During the 2009-10 season, a group of medical professionals, including Dr. Charles Tator, who is considered Canada’s pre-eminent expert on sport concussions, put together the Hockey Concussion Education Project, a study involving “67 male fourth-tier ice hockey players from two teams.”
Physicians involved attended 52 regular-season games involving junior-aged players and observed 21 concussions to 17 players. “A concussion was diagnosed in 19 (36.5 per cent) of 52 observed games,” the resulting report reads.
It is interesting, too, that “no concussions that occurred in practices were reported by either team during the study. Previous sport concussion studies demonstrated that concussion predominantly occurs in game situations.”
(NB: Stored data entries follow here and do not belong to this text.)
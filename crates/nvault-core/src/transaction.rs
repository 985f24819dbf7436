//! Transactions — all-or-nothing field writes across one or more blocks
//!
//! A `Transaction` accumulates pending field writes without taking any
//! lock. Commit acquires every touched block's update lock in lexicographic
//! name order (so overlapping transactions can never deadlock in a
//! circular wait), stages the writes into each block's shadow, then runs
//! two phases: prepare (durable medium writes, with undo logging) and
//! publish (flip the in-RAM committed state). A failure anywhere before
//! publish restores the medium and leaves nothing visible.
//!
//! `ScopedTransaction` layers join-or-create on top: collaborators receive
//! an explicit [`TransactionContext`] through the call chain, and every
//! scope opened on a context that already carries a transaction joins it.
//! Only the outermost scope's `complete()` actually commits.

use std::sync::Arc;

use crate::block::{BlockUpdate, PersistentBlock};
use crate::error::{NvError, NvResult};
use crate::events::{EventHub, StorageEvent};
use crate::value::FieldValue;

struct PendingWrite {
    block: Arc<PersistentBlock>,
    index: usize,
    field: String,
    value: FieldValue,
}

/// An ordered batch of pending field writes. Consumed by commit or
/// rollback, so a finished transaction cannot be reused.
pub struct Transaction {
    writes: Vec<PendingWrite>,
    events: Arc<EventHub>,
}

impl Transaction {
    pub(crate) fn new(events: Arc<EventHub>) -> Self {
        Self {
            writes: Vec::new(),
            events,
        }
    }

    /// Queue a field write. The field and index are validated now, fail-fast;
    /// the value becomes visible (and durable) only at commit.
    pub fn write(
        &mut self,
        block: &Arc<PersistentBlock>,
        index: usize,
        field: &str,
        value: FieldValue,
    ) -> NvResult<()> {
        if block.format().field(field).is_none() {
            return Err(NvError::FieldNotFound {
                format: block.format().name().to_string(),
                field: field.to_string(),
            });
        }
        if index >= block.count() {
            return Err(NvError::IndexOutOfRange {
                block: block.name().to_string(),
                index,
                count: block.count(),
            });
        }

        self.writes.push(PendingWrite {
            block: Arc::clone(block),
            index,
            field: field.to_string(),
            value,
        });
        Ok(())
    }

    pub fn len(&self) -> usize {
        self.writes.len()
    }

    pub fn is_empty(&self) -> bool {
        self.writes.is_empty()
    }

    /// Apply every pending write atomically. Raises the completion
    /// notification either way; on failure no block retains any of the
    /// transaction's bytes, in RAM or on the medium.
    pub fn commit(self) -> NvResult<()> {
        let result = Self::apply(&self.writes);
        self.events.emit(&StorageEvent::TransactionCompleted {
            committed: result.is_ok(),
        });
        result
    }

    /// Discard every pending write. Durable storage is untouched.
    pub fn rollback(self) {
        self.events
            .emit(&StorageEvent::TransactionCompleted { committed: false });
    }

    fn apply(writes: &[PendingWrite]) -> NvResult<()> {
        if writes.is_empty() {
            return Ok(());
        }

        // Group writes per block, preserving insertion order within each
        // group, then sort groups by block name: the deterministic lock
        // acquisition order
        let mut groups: Vec<(Arc<PersistentBlock>, Vec<usize>)> = Vec::new();
        for (i, write) in writes.iter().enumerate() {
            match groups.iter_mut().find(|(b, _)| b.name() == write.block.name()) {
                Some((_, indexes)) => indexes.push(i),
                None => groups.push((Arc::clone(&write.block), vec![i])),
            }
        }
        groups.sort_by(|a, b| a.0.name().cmp(b.0.name()));

        // Lock and stage. Any error here drops the guards, which rolls
        // every block back before anything reached the medium
        let mut updates: Vec<BlockUpdate<'_>> = Vec::with_capacity(groups.len());
        for (block, indexes) in &groups {
            let mut update = block.start_update(true)?;
            for &i in indexes {
                let write = &writes[i];
                update.set(write.index, &write.field, &write.value)?;
            }
            updates.push(update);
        }

        // Phase one: durable medium writes. On failure, restore every block
        // prepared so far and bail — committed state never changed
        for at in 0..updates.len() {
            if let Err(e) = updates[at].prepare() {
                for update in updates[..=at].iter_mut() {
                    update.undo_prepare();
                }
                return Err(e);
            }
        }

        // Phase two: infallible publish into committed RAM state
        for update in updates {
            update.publish();
        }
        Ok(())
    }
}

impl PersistentBlock {
    /// Start a transaction bound to this block's store. No lock is taken
    /// until commit, so writes can accumulate across several blocks first.
    pub fn transaction(self: &Arc<Self>) -> Transaction {
        Transaction::new(Arc::clone(self.events()))
    }
}

/// Carrier for the ambient transaction of one logical unit of work.
///
/// Created by the outermost operation and passed down the call chain
/// explicitly; nested collaborators that open a scope on it join the same
/// commit unit.
#[derive(Default)]
pub struct TransactionContext {
    current: Option<Transaction>,
}

impl TransactionContext {
    pub fn new() -> Self {
        Self { current: None }
    }

    /// True while a scope somewhere up the call chain holds a transaction.
    pub fn in_transaction(&self) -> bool {
        self.current.is_some()
    }
}

/// Join-or-create handle over a [`TransactionContext`].
///
/// The outermost scope creates the transaction and its `complete()`
/// commits; inner scopes share it and their `complete()` is a no-op.
/// Dropping the outermost scope without completing rolls everything back.
pub struct ScopedTransaction<'c> {
    ctx: &'c mut TransactionContext,
    outermost: bool,
    done: bool,
}

impl<'c> ScopedTransaction<'c> {
    pub(crate) fn enter(ctx: &'c mut TransactionContext, events: Arc<EventHub>) -> Self {
        let outermost = ctx.current.is_none();
        if outermost {
            ctx.current = Some(Transaction::new(events));
        }
        Self {
            ctx,
            outermost,
            done: false,
        }
    }

    /// Queue a field write on the shared transaction.
    pub fn write(
        &mut self,
        block: &Arc<PersistentBlock>,
        index: usize,
        field: &str,
        value: FieldValue,
    ) -> NvResult<()> {
        match self.ctx.current.as_mut() {
            Some(tx) => tx.write(block, index, field, value),
            // A live scope guarantees a transaction; this arm only exists
            // so a misuse fails loudly instead of silently dropping a write
            None => Err(NvError::InvalidSchema {
                format: String::new(),
                reason: "scoped write outside any transaction".to_string(),
            }),
        }
    }

    /// Reborrow the context for a nested collaborator, which will join this
    /// scope's transaction.
    pub fn context(&mut self) -> &mut TransactionContext {
        self.ctx
    }

    pub fn is_outermost(&self) -> bool {
        self.outermost
    }

    /// Finish the scope. Commits if (and only if) this is the outermost
    /// scope; inner completions just hand control back to their caller.
    pub fn complete(mut self) -> NvResult<()> {
        self.done = true;
        if !self.outermost {
            return Ok(());
        }
        match self.ctx.current.take() {
            Some(tx) => tx.commit(),
            None => Ok(()),
        }
    }
}

impl Drop for ScopedTransaction<'_> {
    fn drop(&mut self) {
        if self.outermost && !self.done {
            if let Some(tx) = self.ctx.current.take() {
                tx.rollback();
            }
        }
    }
}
The professionals involved in this study, however, ran into some problems.
As they reported: “Complaints by coaches, players and parents concerning the inconvenience of multiple physician visits for serial testing and evaluation were common. The reluctance to report concussion symptoms and to follow such protocols likely results from certain cultural factors such as athletes asserting their masculinity by playing through the discomfort of an injury, and the belief that winning is more important than the athlete’s long-term health.”
The report summarized that “the incidence of concussion in fourth-tier junior ice hockey players was significantly greater than has previously been reported in the literature for this age group.”
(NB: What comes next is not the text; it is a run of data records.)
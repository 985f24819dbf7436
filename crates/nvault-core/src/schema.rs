//! Field schema — the description of one block field
//!
//! A `FieldSchema` carries a field's kind, per-element byte size, array
//! count, byte offset and name. Offsets are assigned once by the block
//! format's layout engine and never move afterwards, because stored data
//! is addressed by them.
//!
//! Schemas persist as a fixed binary record so a block's shape can be
//! rebuilt from the medium without the declaring code:
//!
//! ```text
//! [0]     kind      (enum ordinal)
//! [1]     size      (0xFF = unbounded, 0 = kind default)
//! [2..4]  count     u16 LE
//! [4..6]  offset    u16 LE
//! [6]     name_len
//! [7..]   name      UTF-8
//! ```

use crate::error::{NvError, NvResult};
use crate::value::FieldKind;

/// Fixed portion of a field record, before the name bytes.
pub const RECORD_HEADER_LEN: usize = 7;

/// Sentinel size byte for unbounded fields.
const SIZE_UNBOUNDED: u8 = 0xFF;

/// One field of a block format.
#[derive(Debug, Clone, PartialEq, Eq)]
pub struct FieldSchema {
    name: String,
    kind: FieldKind,
    /// Bytes per element; -1 for unbounded (consumer-supplied length)
    size: i16,
    /// 0 = scalar, >0 = homogeneous array of `count` elements
    count: u16,
    /// Byte offset within one block element
    offset: u16,
    /// True until an explicit offset is assigned by the schema author
    default_offset: bool,
}

impl FieldSchema {
    /// Declare a scalar field with the kind's standard size.
    pub fn new(name: impl Into<String>, kind: FieldKind) -> Self {
        Self {
            name: name.into(),
            kind,
            size: kind.default_size(),
            count: 0,
            offset: 0,
            default_offset: true,
        }
    }

    /// Declare a homogeneous array field of `count` elements.
    pub fn array(name: impl Into<String>, kind: FieldKind, count: u16) -> Self {
        let mut field = Self::new(name, kind);
        field.count = count;
        field
    }

    /// Declare a fixed-budget text field.
    pub fn text(name: impl Into<String>, size: u16) -> Self {
        let mut field = Self::new(name, FieldKind::Text);
        field.size = size as i16;
        field
    }

    /// Override the per-element byte size.
    pub fn with_size(mut self, size: i16) -> Self {
        self.size = size;
        self
    }

    /// Pin this field at an explicit byte offset. Pinned fields are left
    /// untouched by layout finalization; auto-placed fields pack around
    /// them.
    pub fn at_offset(mut self, offset: u16) -> Self {
        self.offset = offset;
        self.default_offset = false;
        self
    }

    pub fn name(&self) -> &str {
        &self.name
    }

    pub fn kind(&self) -> FieldKind {
        self.kind
    }

    /// Bytes per element; -1 means unbounded.
    pub fn size(&self) -> i16 {
        self.size
    }

    pub fn count(&self) -> u16 {
        self.count
    }

    pub fn offset(&self) -> u16 {
        self.offset
    }

    /// True while the field still awaits auto-placement.
    pub fn has_default_offset(&self) -> bool {
        self.default_offset
    }

    /// Total bytes this field occupies in one block element. Unbounded
    /// fields report zero; they own whatever tail the element leaves them.
    pub fn length_bytes(&self) -> usize {
        let size = self.size.max(0) as usize;
        if self.count == 0 {
            size
        } else {
            size * self.count as usize
        }
    }

    pub(crate) fn assign_offset(&mut self, offset: u16) {
        self.offset = offset;
    }

    pub(crate) fn apply_default_size(&mut self) {
        if self.size == 0 {
            self.size = self.kind.default_size();
        }
    }

    /// Serialize to the fixed binary record.
    pub fn to_record(&self) -> NvResult<Vec<u8>> {
        if self.name.len() > 255 {
            return Err(NvError::InvalidSchema {
                format: self.name.clone(),
                reason: format!("field name is {} bytes, limit is 255", self.name.len()),
            });
        }

        let size_byte = if self.size < 0 {
            SIZE_UNBOUNDED
        } else if self.size == self.kind.default_size() {
            // The kind default round-trips as zero and is re-derived on load,
            // which keeps budgets above one byte (Text's 1024) representable
            0
        } else if self.size <= 254 {
            self.size as u8
        } else {
            return Err(NvError::InvalidSchema {
                format: self.name.clone(),
                reason: format!("explicit size {} does not fit the one-byte record field", self.size),
            });
        };

        let mut record = Vec::with_capacity(RECORD_HEADER_LEN + self.name.len());
        record.push(self.kind as u8);
        record.push(size_byte);
        record.extend_from_slice(&self.count.to_le_bytes());
        record.extend_from_slice(&self.offset.to_le_bytes());
        record.push(self.name.len() as u8);
        record.extend_from_slice(self.name.as_bytes());
        Ok(record)
    }

    /// Parse one record from the front of `bytes`. Returns the field and the
    /// number of bytes consumed. Loaded fields carry their stored offset as
    /// explicit, so a persisted layout never re-packs.
    pub fn from_record(bytes: &[u8]) -> NvResult<(FieldSchema, usize)> {
        if bytes.len() < RECORD_HEADER_LEN {
            return Err(record_error(0, format!(
                "record too short: {} bytes, need at least {}",
                bytes.len(),
                RECORD_HEADER_LEN
            )));
        }

        let kind = FieldKind::from_raw(bytes[0])
            .ok_or_else(|| record_error(0, format!("unknown field kind {}", bytes[0])))?;

        let size = match bytes[1] {
            SIZE_UNBOUNDED => -1,
            0 => kind.default_size(),
            n => n as i16,
        };

        let count = u16::from_le_bytes([bytes[2], bytes[3]]);
        let offset = u16::from_le_bytes([bytes[4], bytes[5]]);
        let name_len = bytes[6] as usize;

        let consumed = RECORD_HEADER_LEN + name_len;
        if bytes.len() < consumed {
            return Err(record_error(RECORD_HEADER_LEN, format!(
                "record needs {} name bytes, only {} available",
                name_len,
                bytes.len() - RECORD_HEADER_LEN
            )));
        }

        let name = std::str::from_utf8(&bytes[RECORD_HEADER_LEN..consumed])
            .map_err(|e| record_error(RECORD_HEADER_LEN, format!("field name is not UTF-8: {}", e)))?
            .to_string();

        Ok((
            FieldSchema {
                name,
                kind,
                size,
                count,
                offset,
                default_offset: false,
            },
            consumed,
        ))
    }
}

/// Record parse failure; the manifest parser rewraps with block context.
fn record_error(offset: usize, reason: String) -> NvError {
    NvError::CorruptManifest {
        block: String::new(),
        offset,
        reason,
    }
}

#[cfg(test)]
mod tests {
    use super::*;

    #[test]
    fn test_record_roundtrip_explicit_size() {
        let field = FieldSchema::text("label", 8).at_offset(4);
        let record = field.to_record().unwrap();

        let (parsed, consumed) = FieldSchema::from_record(&record).unwrap();
        assert_eq!(consumed, record.len());
        assert_eq!(parsed.name(), "label");
        assert_eq!(parsed.kind(), FieldKind::Text);
        assert_eq!(parsed.size(), 8);
        assert_eq!(parsed.offset(), 4);
        assert!(!parsed.has_default_offset());
    }

    #[test]
    fn test_record_default_size_roundtrips_via_zero() {
        let field = FieldSchema::new("note", FieldKind::Text).at_offset(0);
        let record = field.to_record().unwrap();
        assert_eq!(record[1], 0, "kind-default sizes persist as zero");

        let (parsed, _) = FieldSchema::from_record(&record).unwrap();
        assert_eq!(parsed.size(), 1024);
    }

    #[test]
    fn test_record_unbounded_sentinel() {
        let field = FieldSchema::new("tail", FieldKind::UnboundedText).at_offset(16);
        let record = field.to_record().unwrap();
        assert_eq!(record[1], 0xFF);

        let (parsed, _) = FieldSchema::from_record(&record).unwrap();
        assert_eq!(parsed.size(), -1);
    }

    #[test]
    fn test_record_array_field() {
        let field = FieldSchema::array("credits", FieldKind::Int64, 12).at_offset(32);
        let record = field.to_record().unwrap();

        let (parsed, _) = FieldSchema::from_record(&record).unwrap();
        assert_eq!(parsed.count(), 12);
        assert_eq!(parsed.length_bytes(), 96);
    }

    #[test]
    fn test_record_rejects_unrepresentable_size() {
        let field = FieldSchema::text("big", 300);
        assert!(matches!(
            field.to_record(),
            Err(NvError::InvalidSchema { .. })
        ));
    }

    #[test]
    fn test_record_parse_truncated() {
        let field = FieldSchema::new("counter", FieldKind::Int32).at_offset(0);
        let record = field.to_record().unwrap();

        assert!(FieldSchema::from_record(&record[..3]).is_err());
        assert!(FieldSchema::from_record(&record[..record.len() - 1]).is_err());
    }

    #[test]
    fn test_record_parse_unknown_kind() {
        let field = FieldSchema::new("counter", FieldKind::Int32).at_offset(0);
        let mut record = field.to_record().unwrap();
        record[0] = 0xEE;

        assert!(matches!(
            FieldSchema::from_record(&record),
            Err(NvError::CorruptManifest { .. })
        ));
    }

    #[test]
    fn test_record_sequence_parse() {
        let a = FieldSchema::new("a", FieldKind::Int16).at_offset(0);
        let b = FieldSchema::text("b", 32).at_offset(2);

        let mut buf = a.to_record().unwrap();
        buf.extend_from_slice(&b.to_record().unwrap());

        let (first, used) = FieldSchema::from_record(&buf).unwrap();
        let (second, _) = FieldSchema::from_record(&buf[used..]).unwrap();
        assert_eq!(first.name(), "a");
        assert_eq!(second.name(), "b");
    }

    #[test]
    fn test_length_bytes() {
        assert_eq!(FieldSchema::new("x", FieldKind::Int32).length_bytes(), 4);
        assert_eq!(FieldSchema::array("x", FieldKind::Int32, 3).length_bytes(), 12);
        assert_eq!(FieldSchema::new("x", FieldKind::UnboundedText).length_bytes(), 0);
    }
}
Another report — this one by Drs. Jeffrey S. Kutcher, Christopher C. Giza and Anthony G. Alessi, titled simply Sports Concussion — concludes with this:
“Increasing animal and human data suggest that the developing brain’s reaction to concussive injury is distinct from the mature brain, and that age-specific clinical guidelines for concussion management be developed, with perhaps a more conservative approach to assessment and recovery.”
You don’t have to look very hard to find warning signs and lots of them.
According to one study involving U.S. college football players, those who suffered one concussion “were 3.4 times more likely than uninjured teammates to sustain a subsequent concussion during the same season.”
And then there is this from a study titled Chronic Traumatic Encephalopathy: A Potential Late Effect of Sport-Related Concussive and Subconcussive Head Trauma:
“A minority of cases with neuropathologically documented CTE developed dementia before death; the relative infrequency of dementia in individuals with CTE may be due in part to many individuals with CTE having committed suicide or died from accidents or drug overdoses at an early age.”
Unfortunately, the only way to diagnose CTE is through the examination of a brain, although efforts are being made, according to this report, “to identify biomarkers to detect the disease and monitor its progression and to develop therapies to slow or reverse its course.”
In the meantime, the WHL, indeed all of hockey, owes it to the athletes to do more to protect them from themselves.
“It is widely accepted that the symptomatic effects of up to 90 per cent of concussions are short-lived, lasting only seven to 10 days,” reads the report titled Sports Concussion. “This viewpoint puts sports concussion in the light of being a transient phenomenon with little or no long-lasting effects. There is increasing concern, however, that this may not be the case.”
It is imperative, then, that the WHL and other junior hockey leagues err on the side of caution and work harder to get headshots — and fighting — out of the game. According to hockeyfights.com, there were more than 800 fights in the WHL’s  792 regular-season games in 2010-11.
The adults charged with the care of these players must do all they can to protect their charges.
It is becoming more and more evident that the cost of not doing so is far too high.